La corrélation et la régression aident à comprendre le rapport entre des variables et à prédire l'état de patients en fonction d'une variable particulière d'intérêt. La corrélation porte sur la force du rapport entre deux variables dont ni l'une ni l'autre n'est considérée comme la variable que l'on essaie de prédire (la variable cible). L'analyse de régression porte sur la capacité d'un ou de plusieurs facteurs, appelés variables indépendantes, d'aider à prédire l'état d'un patient en fonction de la variable cible ou dépendante. Les variables indépendantes et dépendantes peuvent être soit continues (prendre tout un éventail de valeurs), soit binaires (être dichotomiques, c'est-à-dire donner des résultats présence–absence). On peut utiliser des modèles de régression pour construire des règles de prédiction cliniques qui aident à guider les décisions cliniques. Lorsqu'ils examinent la régression et la corrélation, les cliniciens doivent accorder une plus grande attention à l'ordre de grandeur de la corrélation ou de l'efficacité prédictive de la régression qu'à l'importance statistique de la relation.

[ Top of document ]


Clinicians are sometimes interested in the relation between different factors or "variables." How well does a relative's impression of a patient's symptoms and well-being predict the patient's own report? How strong is the relation between a patient's physical well-being and emotional function? In answering these questions, our goal is to enhance our understanding and consider the implications for action. If the relation between patients' perceptions and those of patients' relatives is not a strong one, the clinician must obtain both perspectives on a situation. If physical and emotional function are only weakly related, then clinicians must probe both areas thoroughly.

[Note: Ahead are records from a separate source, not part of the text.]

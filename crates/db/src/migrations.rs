use sqlx::migrate::{MigrateError, Migrator};

use crate::DbPool;

pub static MIGRATOR: Migrator = sqlx::migrate!("../../migrations");

pub async fn run_pending(pool: &DbPool) -> Result<(), MigrateError> {
    MIGRATOR.run(pool).await
}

Clinicians may be even more interested in making predictions or causal inferences than in understanding the relation between phenomena. Which clinical features of patients with chest pain presenting to the emergency department predict whether they have a myocardial infarction? What determines how dyspneic we feel when we exercise or when we suffer from a cardiac or respiratory illness? Can we predict which critically ill patients will tolerate weaning from a ventilator and which will not?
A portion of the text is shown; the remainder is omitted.